** EXERCISE GOAL **
Reproduce the data word for word, keeping every line complete.

Entries taken from a collection:
........

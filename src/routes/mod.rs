//! Router assembly: HTTP endpoints, CORS, and HTTP tracing.

use std::sync::Arc;

use axum::{
    routing::{get, post},
    Router,
};
use tower_http::{
    cors::{Any, CorsLayer},
    trace::{DefaultMakeSpan, DefaultOnRequest, DefaultOnResponse, TraceLayer},
};
use tracing::Level;

use crate::state::AppState;

pub mod http;

/// Build the application router with:
/// - REST-ish API under `/api/v1/...`
/// - CORS (allow any origin/method/headers) – adjust for production if needed
/// - HTTP trace layer (per-request spans w/ method, path, status, latency)
pub fn build_router(state: Arc<AppState>) -> Router {
    Router::new()
        .route("/api/v1/health", get(http::http_health))
        .route("/api/v1/challenge/generate", post(http::http_generate_challenge))
        .route("/api/v1/problem/match", post(http::http_match_student_problem))
        .route("/api/v1/curriculum/build", post(http::http_build_curriculum))
        .route("/api/v1/hint", post(http::http_generate_hint))
        .route("/api/v1/content/bulk", post(http::http_generate_bulk_content))
        .route("/api/v1/usage/stats", get(http::http_usage_stats))
        // State + CORS + HTTP tracing
        .with_state(state)
        .layer(
            CorsLayer::new()
                .allow_origin(Any)
                .allow_methods(Any)
                .allow_headers(Any),
        )
        .layer(
            TraceLayer::new_for_http()
                .make_span_with(DefaultMakeSpan::new().level(Level::INFO))
                .on_request(DefaultOnRequest::new().level(Level::INFO))
                .on_response(DefaultOnResponse::new().level(Level::INFO)),
        )
}
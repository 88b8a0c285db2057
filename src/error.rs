//! Application error type shared by every operation.
//!
//! All failure classes from the handlers funnel into `AppError`, which renders
//! as the wire shape `{error, details}`. Not-found maps to 404, everything
//! else to 500. No error is retried.

use axum::{http::StatusCode, response::{IntoResponse, Response}, Json};
use thiserror::Error;

use crate::protocol::ErrorOut;

#[derive(Debug, Error)]
pub enum AppError {
  /// No chat client was configured at startup (missing OPENAI_API_KEY).
  #[error("model API not configured (set OPENAI_API_KEY)")]
  ModelUnavailable,
  /// Upstream chat-completion call failed (network, auth, rate limit).
  #[error("model call failed: {0}")]
  Api(String),
  /// Completion content did not decode into the expected JSON shape.
  #[error("invalid model payload: {0}")]
  ModelPayload(String),
  /// A referenced document, or a step inside one, does not exist.
  #[error("{0} not found")]
  NotFound(String),
  /// Document store rejected a read or write.
  #[error("store error: {0}")]
  Store(String),
}

impl AppError {
  fn status(&self) -> StatusCode {
    match self {
      AppError::NotFound(_) => StatusCode::NOT_FOUND,
      _ => StatusCode::INTERNAL_SERVER_ERROR,
    }
  }

  /// Short caller-facing label; the variant message goes into `details`.
  fn public_label(&self) -> &'static str {
    match self {
      AppError::ModelUnavailable => "Model API not configured",
      AppError::Api(_) => "Upstream model call failed",
      AppError::ModelPayload(_) => "Model returned an unusable payload",
      AppError::NotFound(_) => "Not found",
      AppError::Store(_) => "Document store operation failed",
    }
  }
}

impl IntoResponse for AppError {
  fn into_response(self) -> Response {
    tracing::error!(target: "mathquest_backend", error = %self, "Request failed");
    let body = ErrorOut {
      error: self.public_label().to_string(),
      details: Some(self.to_string()),
    };
    (self.status(), Json(body)).into_response()
  }
}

........

** SOLUTION FOR THIS PROBLEM **
filename src/routes/mod.rs
//! Router assembly: HTTP endpoints, CORS, and HTTP tracing.

use std::sync::Arc;

use axum::{
    routing::{get, post},
    Router,
};
use tower_http::{
    cors::{Any, CorsLayer},
    trace::{DefaultMakeSpan, DefaultOnRequest, DefaultOnResponse, TraceLayer},
};
use tracing::Level;

use crate::state::AppState;

pub mod http;

/// Build the application router with:
/// - REST-ish API under `/api/v1/...`
/// - CORS (allow any origin/method/headers) – adjust for production if needed
/// - HTTP trace layer (per-request spans w/ method, path, status, latency)
pub fn build_router(state: Arc<AppState>) -> Router {
    Router::new()
        .route("/api/v1/health", get(http::http_health))
        .route("/api/v1/challenge/generate", post(http::http_generate_challenge))
        .route("/api/v1/problem/match", post(http::http_match_student_problem))
        .route("/api/v1/curriculum/build", post(http::http_build_curriculum))
        .route("/api/v1/hint", post(http::http_generate_hint))
        .route("/api/v1/content/bulk", post(http::http_generate_bulk_content))
        .route("/api/v1/usage/stats", get(http::http_usage_stats))
        // State + CORS + HTTP tracing
        .with_state(state)
        .layer(
            CorsLayer::new()
                .allow_origin(Any)
                .allow_methods(Any)
                .allow_headers(Any),
        )
        .layer(
            TraceLayer::new_for_http()
                .make_span_with(DefaultMakeSpan::new().level(Level::INFO))
                .on_request(DefaultOnRequest::new().level(Level::INFO))
                .on_response(DefaultOnResponse::new().level(Level::INFO)),
        )
}
repository 88b8a0c285db2057
filename src/error.rs
//! Application error type shared by every operation.
//!
//! All failure classes from the handlers funnel into `AppError`, which renders
//! as the wire shape `{error, details}`. Not-found maps to 404, everything
//! else to 500. No error is retried.

use axum::{http::StatusCode, response::{IntoResponse, Response}, Json};
use thiserror::Error;

use crate::protocol::ErrorOut;

#[derive(Debug, Error)]
pub enum AppError {
  /// No chat client was configured at startup (missing OPENAI_API_KEY).
  #[error("model API not configured (set OPENAI_API_KEY)")]
  ModelUnavailable,
  /// Upstream chat-completion call failed (network, auth, rate limit).
  #[error("model call failed: {0}")]
  Api(String),
  /// Completion content did not decode into the expected JSON shape.
  #[error("invalid model payload: {0}")]
  ModelPayload(String),
  /// A referenced document, or a step inside one, does not exist.
  #[error("{0} not found")]
  NotFound(String),
  /// Document store rejected a read or write.
  #[error("store error: {0}")]
  Store(String),
}

impl AppError {
  fn status(&self) -> StatusCode {
    match self {
      AppError::NotFound(_) => StatusCode::NOT_FOUND,
      _ => StatusCode::INTERNAL_SERVER_ERROR,
    }
  }

  /// Short caller-facing label; the variant message goes into `details`.
  fn public_label(&self) -> &'static str {
    match self {
      AppError::ModelUnavailable => "Model API not configured",
      AppError::Api(_) => "Upstream model call failed",
      AppError::ModelPayload(_) => "Model returned an unusable payload",
      AppError::NotFound(_) => "Not found",
      AppError::Store(_) => "Document store operation failed",
    }
  }
}

impl IntoResponse for AppError {
  fn into_response(self) -> Response {
    tracing::error!(target: "mathquest_backend", error = %self, "Request failed");
    let body = ErrorOut {
      error: self.public_label().to_string(),
      details: Some(self.to_string()),
    };
    (self.status(), Json(body)).into_response()
  }
}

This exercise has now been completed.